Por

Aposentados e pensionistas do INSS que ainda não fizeram a prova de vida referente ao ano passado têm que correr contra o relógio para não ter o benefício suspenso, como aconteceu com o presidente Michel Temer, que está sem receber sua aposentadoria de R$ 20 mil desde novembro do ano passado porque não fez o recadastramento. O prazo acaba no próximo dia 28.

Segundo a Previdência, a prova de vida obrigatória tem por objetivo dar mais segurança ao cidadão e ao Estado brasileiro, evitando pagamentos indevidos de benefícios e combater fraudes contra o INSS.

E em tempo de cortes de gastos, o segurado tem que ficar esperto e não deixar a "peteca cair". Por isso a prova de vida precisa ser feita antes do prazo final. Basta apresentar um documento com foto, como identidade, Carteira de Trabalho , Carteira Nacional de Habilitação (CNH) entre outros, na agência em que sacam seus benefícios.

Alegando "falta de tempo", o Palácio do Planalto confirmou que o presidente perdeu o prazo para realizar a prova de vida, uma exigência para receber a aposentadoria como procurador do Estado de São Paulo. A Secretaria de Comunicação Social da Presidência informou ainda que Temer "fará o recadastramento assim que possível".
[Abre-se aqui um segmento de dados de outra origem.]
//! Decodes a stream of scan codes, one per line, into readable events.
//!
//! Input lines hold a decimal or `0x` hexadecimal scan code.  Blank lines and
//! lines starting with `#` are skipped, and anything after a `#` on a line is
//! ignored.  Each scan code produces one tab-separated output line:
//!
//! ```text
//! 0x0070  LeftShift  modifier  LEFT_SHIFT
//! 0x0045  UpperH     'H'       LEFT_SHIFT
//! 0x00f0  -          modifier  -
//! 0x0999  -          -         -
//! ```
//!
//! Columns are the scan code, the resolved key, the character it produces
//! (or `modifier` for a modifier event) and the modifier state afterwards.

use std::io::{BufRead, Write};

use coax_core::{
    decode_key_to_character, parse_scan_code, DecodedKey, KeyboardDecoder, ModifierFlags,
    ScanCode,
};
use tracing::debug;

use super::ToolError;

/// Counters reported once the input is exhausted.
#[derive(Debug, Clone, Copy, Default, PartialEq, Eq)]
pub struct DecodeSummary {
    /// Scan codes decoded.
    pub scan_codes: usize,
    /// Scan codes that changed (or re-released) a modifier.
    pub modifier_events: usize,
    /// Non-modifier scan codes that resolved to no key.
    pub unmapped: usize,
}

/// Decodes every scan code in `input` and writes one line per event.
///
/// # Errors
///
/// Returns [`ToolError::InvalidScanCode`] with the 1-based line number for a
/// line that is not a scan code, or [`ToolError::Io`] if reading or writing
/// fails.
pub fn decode_stream<R: BufRead, W: Write>(
    decoder: &mut KeyboardDecoder<'_>,
    input: R,
    mut output: W,
) -> Result<DecodeSummary, ToolError> {
    let mut summary = DecodeSummary::default();

    for (index, line) in input.lines().enumerate() {
        let line = line?;
        let content = line.split('#').next().unwrap_or_default().trim();
        if content.is_empty() {
            continue;
        }

        let scan_code = parse_scan_code(content).ok_or_else(|| ToolError::InvalidScanCode {
            line: index + 1,
            raw: content.to_string(),
        })?;

        let decoded = decoder.decode(scan_code);
        summary.scan_codes += 1;
        if decoded.is_modifier {
            summary.modifier_events += 1;
        } else if decoded.key.is_none() {
            summary.unmapped += 1;
        }

        writeln!(output, "{}", format_event(scan_code, &decoded))?;
    }

    output.flush()?;
    debug!("decoded {} scan codes", summary.scan_codes);
    Ok(summary)
}

/// Renders one decoded scan code as a tab-separated line.
pub fn format_event(scan_code: ScanCode, decoded: &DecodedKey) -> String {
    let key = decoded
        .key
        .map_or_else(|| "-".to_string(), |key| format!("{key:?}"));
    let produced = if decoded.is_modifier {
        "modifier".to_string()
    } else {
        decode_key_to_character(decoded.key).map_or_else(|| "-".to_string(), |c| format!("{c:?}"))
    };
    format!(
        "{scan_code:#06x}\t{key}\t{produced}\t{}",
        format_modifiers(decoded.modifiers)
    )
}

/// Renders a modifier set as `NAME+NAME`, or `-` when empty.
pub fn format_modifiers(modifiers: ModifierFlags) -> String {
    if modifiers.is_empty() {
        return "-".to_string();
    }
    modifiers
        .iter_names()
        .map(|(name, _)| name)
        .collect::<Vec<_>>()
        .join("+")
}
Todos os aposentados devem fazer o recadastramento anual obrigatório no mês de aniversário. O presidente completou 77 anos em setembro passado e não fez a prova de vida. Temer requisitou aposentadoria aos 55 anos e recebia cerca de R$ 45 mil brutos. O valor é reduzido para manter a remuneração no teto constitucional, de R$ 33,7 mil.